O Conselho Gestor da Sabiaguaba aprovou, na quarta-feira (8), por 14 votos a favor e 2 contrários, a demarcação de um loteamento na Área de Proteção Ambiental da Sabiaguaba. O espaço aprovado ocupará 50 hectares, cerca de 3% do espaço total da APA. No local, deve ser erguido um conjunto de prédios que contará com, aproximadamente, 571 lotes de 300 m², conforme a empresa responsável, a BLD Desenvolvimento Imobiliário.

O Conselho gestor da unidade de conservação tem 20 cadeiras, das quais sete são ocupadas por secretarias ou órgãos vinculados à Prefeitura de Fortaleza; uma pela Câmara Municipal e uma pela Secretaria Estadual do Meio Ambiente. Além disso, quatro associações de moradores têm representação, além do ICMBio, duas entidades ambientalistas, UFC, Uece, Instituto dos Arquitetos do Brasil e um representante de uma imobiliária da região. O conselheiro Rusty de Sá Barreto, que representa o Ecomuseu da Sabiaguaba, mas na reunião do dia oito não estava presente, disse que, se lá estivesse, teria votado contrário.

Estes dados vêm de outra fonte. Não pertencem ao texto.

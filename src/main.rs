//! RocketShoes cart command line.
//!
//! # Usage
//!
//! ```bash
//! # Show the cart
//! cart list
//!
//! # Add one unit of product 3
//! cart add 3
//!
//! # Set product 3 to two units
//! cart set 3 2
//!
//! # Remove product 3
//! cart remove 3
//! ```
//!
//! The storefront API and the storage file come from `CART_*` environment
//! variables and can be overridden with `--api-url` and `--storage`.

use anyhow::Context;
use clap::{Parser, Subcommand};
use std::{path::PathBuf, process::ExitCode, sync::Arc};
use tracing::info;

use rocketshoes_cart::{
    init_observability,
    models::CartSummary,
    repositories::{FileStore, HttpStorefrontApi},
    services::{CartStore, ConsoleNotifier, Notifier, TracingNotifier},
    Config, Metrics, ProductId,
};

#[derive(Parser)]
#[command(name = "cart")]
#[command(author, version, about = "RocketShoes shopping cart")]
struct Cli {
    /// Storefront API base URL
    #[arg(long, global = true)]
    api_url: Option<String>,

    /// File holding the persisted cart
    #[arg(long, global = true)]
    storage: Option<PathBuf>,

    /// Print Prometheus metrics after running the command
    #[arg(long, global = true)]
    metrics: bool,

    #[command(subcommand)]
    command: Commands,
}

#[derive(Subcommand)]
enum Commands {
    /// Show the cart contents and totals
    List,
    /// Add one unit of a product
    Add { product_id: ProductId },
    /// Remove a product from the cart
    Remove { product_id: ProductId },
    /// Set the amount of a product already in the cart
    Set { product_id: ProductId, amount: u32 },
}

#[tokio::main]
async fn main() -> anyhow::Result<ExitCode> {
    let cli = Cli::parse();

    let config = Config::from_env()?.with_overrides(cli.api_url, cli.storage)?;

    init_observability(
        &config.observability.service_name,
        &config.observability.log_level,
        config.observability.enable_json_logging,
    )?;

    info!(
        api = %config.api.api_base_url,
        storage = %config.storage.storage_path.display(),
        "Starting cart"
    );

    let api = Arc::new(HttpStorefrontApi::new(
        config.api.api_base_url.clone(),
        config.api.request_timeout(),
    )?);
    let storage = Arc::new(FileStore::new(config.storage.storage_path.clone()));
    let metrics = Arc::new(Metrics::new()?);

    // JSON log consumers get notifications as log events instead of console text
    let notifier: Arc<dyn Notifier> = if config.observability.enable_json_logging {
        Arc::new(TracingNotifier)
    } else {
        Arc::new(ConsoleNotifier)
    };

    let store = CartStore::open(api.clone(), api, storage, notifier)
        .context("Failed to open cart storage")?
        .with_metrics(metrics.clone());

    let outcome = match cli.command {
        Commands::List => Ok(()),
        Commands::Add { product_id } => store.add_product(product_id).await,
        Commands::Remove { product_id } => store.remove_product(product_id),
        Commands::Set { product_id, amount } => {
            store.update_product_amount(product_id, amount).await
        }
    };

    print_cart(&store.summary());

    if cli.metrics {
        print!("{}", metrics.encode()?);
    }

    // The notifier has already reported the failure
    if outcome.is_err() {
        return Ok(ExitCode::FAILURE);
    }

    Ok(ExitCode::SUCCESS)
}

fn print_cart(summary: &CartSummary) {
    if summary.lines.is_empty() {
        println!("Cart is empty");
        return;
    }

    for line in &summary.lines {
        println!(
            "{:>6}  {:<40} {:>4} x {:>10} = {:>10}",
            line.product_id,
            line.title,
            line.amount,
            line.unit_price.to_string(),
            line.subtotal.to_string()
        );
    }

    println!(
        "{} products, {} units, total {}",
        summary.distinct_products, summary.total_units, summary.total_price
    );
}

"É uma área de grande extensão de mata e várias espécies, com animais e vegetais. Ela também absorve uma gama de benefícios para a população, seja ela local ou municipal", diz o educador ambiental, e complementa: "uma área dessa, como a do empreendimento, independentemente que seja para construção ou uso público, eu seria contra o uso de uma quantidade de área tão grande".

Prefeito

Em nota, o prefeito Roberto Cláudio destacou que o projeto recebeu, "única e exclusivamente, uma inicial aprovação do Conselho Gestor da Sabiaguaba". O prefeito se disse contrário a iniciativas que causem danos ambientais na área. "Não apoio e nunca irei apoiar qualquer empreendimento de ordem privada que possa a vir representar desrespeito aos pressupostos ambientais, agressão ou risco ao Parque do Cocó ou ao Parque Natural Municipal das Dunas da Sabiaguaba", diz texto assinado pelo gestor divulgado nas redes sociais.

A Seuma manteve a nota enviada na sexta-feira (10) ao Sistema Verdes Mares. Segundo a Secretaria, "o terreno não ocupa área de dunas preservadas e não está inserido no Parque Natural Municipal das Dunas de Sabiaguaba e nem no Parque do Cocó". Segundo a Pasta, o Plano de Manejo das unidades de conservação está sendo "cumprido na íntegra".

A Secretaria disse ainda que o projeto ocorre "em terreno privado, com certificação ambiental aprovada pelo Conselho. Questionada sobre a existência do Estudo de Impacto Ambiental, a Pasta se limitou a dizer que "foram apresentados os documentos exigidos legalmente para o processo de aprovação do Parcelamento do Solo na área". O Sistema Verdes Mares entrou em contato com o Ibama e com a BLDb Desenvolvimento Imobiliário, mas não obteve retorno até o fechamento.